• [PROBLEM TO WORK ON]: Within the material below, how many lines carry the word "Result"? State only the number.

• [RECORDS PROVIDED]:
• • • • •
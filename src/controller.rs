//! The window controller: orchestrates construction, configuration capture,
//! message scoping, and lifecycle teardown.
//!
//! `open` is the single entry point for creating a window:
//!
//! 1. singleton short-circuit (focus the live window, purge stale entries)
//! 2. run the window definition against the build context, pop its
//!    configuration
//! 3. resolve the requested parent (soft-miss: warn and open undocked)
//! 4. create the native window with merged options
//!    (defaults < captured < call-site parent/modal)
//! 5. load the captured content
//! 6. bind native lifecycle events
//! 7. bind transport messages, gated on this window's sender id, recording
//!    an unbind action per listener
//! 8. register metadata; record singletons
//! 9. wire a one-shot `closed` teardown: unbind, deregister, drop the
//!    singleton entry
//!
//! The `closed` teardown is the only path that removes registry and
//! transport state; `close` merely asks the native window to close and lets
//! the notification drive cleanup.

use std::any::{Any, TypeId};
use std::cell::{Cell, RefCell};
use std::collections::HashMap;
use std::fmt;
use std::ops::Deref;
use std::rc::Rc;

use chrono::Utc;
use serde_json::Value;
use tracing::{debug, error, info, warn};

use crate::config::{LoadContent, MessageEvent, WindowEvent, WindowOptions};
use crate::context::BuildContext;
use crate::error::{Result, ResultExt, WindowKitError};
use crate::registry::{InstanceId, WindowMeta, WindowRef, WindowRegistry};
use crate::router::Router;
use crate::shell::{
    CreateParams, EventHandler, ListenerToken, MessageTransport, NativeHandle,
    TransportInvokeHandler, TransportMessageHandler, WindowShell,
};

/// An application-authored window definition.
///
/// `define` declares one window's appearance, content, and handlers by
/// driving the toolkit builders against the passed-in context, then returns
/// the application's own state object for that window.
pub trait WindowDefinition: 'static {
    fn define(ctx: &BuildContext) -> Self;
}

/// Strong, cloneable handle to an opened window's application object.
///
/// Dereferences to the definition type; convertible to a [`WindowRef`] for
/// `send`/`close`/parent targeting.
pub struct WindowHandle<W> {
    id: InstanceId,
    instance: Rc<W>,
}

impl<W> WindowHandle<W> {
    pub fn id(&self) -> InstanceId {
        self.id
    }

    pub fn instance(&self) -> &Rc<W> {
        &self.instance
    }

    pub fn window_ref(&self) -> WindowRef {
        WindowRef::Instance(self.id)
    }
}

impl<W> Clone for WindowHandle<W> {
    fn clone(&self) -> Self {
        Self {
            id: self.id,
            instance: Rc::clone(&self.instance),
        }
    }
}

// Manual impl: the instance type is application state with no Debug bound.
impl<W> fmt::Debug for WindowHandle<W> {
    fn fmt(&self, f: &mut fmt::Formatter<'_>) -> fmt::Result {
        f.debug_struct("WindowHandle")
            .field("id", &self.id)
            .field("class", &std::any::type_name::<W>())
            .finish()
    }
}

impl<W> Deref for WindowHandle<W> {
    type Target = W;

    fn deref(&self) -> &W {
        &self.instance
    }
}

impl<W> From<&WindowHandle<W>> for WindowRef {
    fn from(handle: &WindowHandle<W>) -> Self {
        handle.window_ref()
    }
}

/// Call-site options for `open`: an optional parent reference and the modal
/// flag, both applied with the highest merge precedence.
#[derive(Debug, Clone, Default)]
pub struct OpenOptions {
    pub parent: Option<WindowRef>,
    pub modal: bool,
}

impl OpenOptions {
    pub fn new() -> Self {
        Self::default()
    }

    pub fn parent(mut self, target: impl Into<WindowRef>) -> Self {
        self.parent = Some(target.into());
        self
    }

    pub fn modal(mut self, modal: bool) -> Self {
        self.modal = modal;
        self
    }
}

/// Live singleton entry. Holds a strong reference: a singleton stays alive
/// until its window closes even if the application drops every handle.
struct SingletonEntry {
    id: InstanceId,
    instance: Rc<dyn Any>,
}

type Unbind = Box<dyn FnOnce()>;

/// Orchestrates window lifecycles over a native shell.
pub struct WindowController {
    shell: Rc<dyn WindowShell>,
    transport: Rc<dyn MessageTransport>,
    registry: Rc<WindowRegistry>,
    ctx: BuildContext,
    singletons: Rc<RefCell<HashMap<TypeId, SingletonEntry>>>,
    defaults: WindowOptions,
    next_instance: Cell<u64>,
}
• • • • •
• [SOLVED PROBLEM]: 2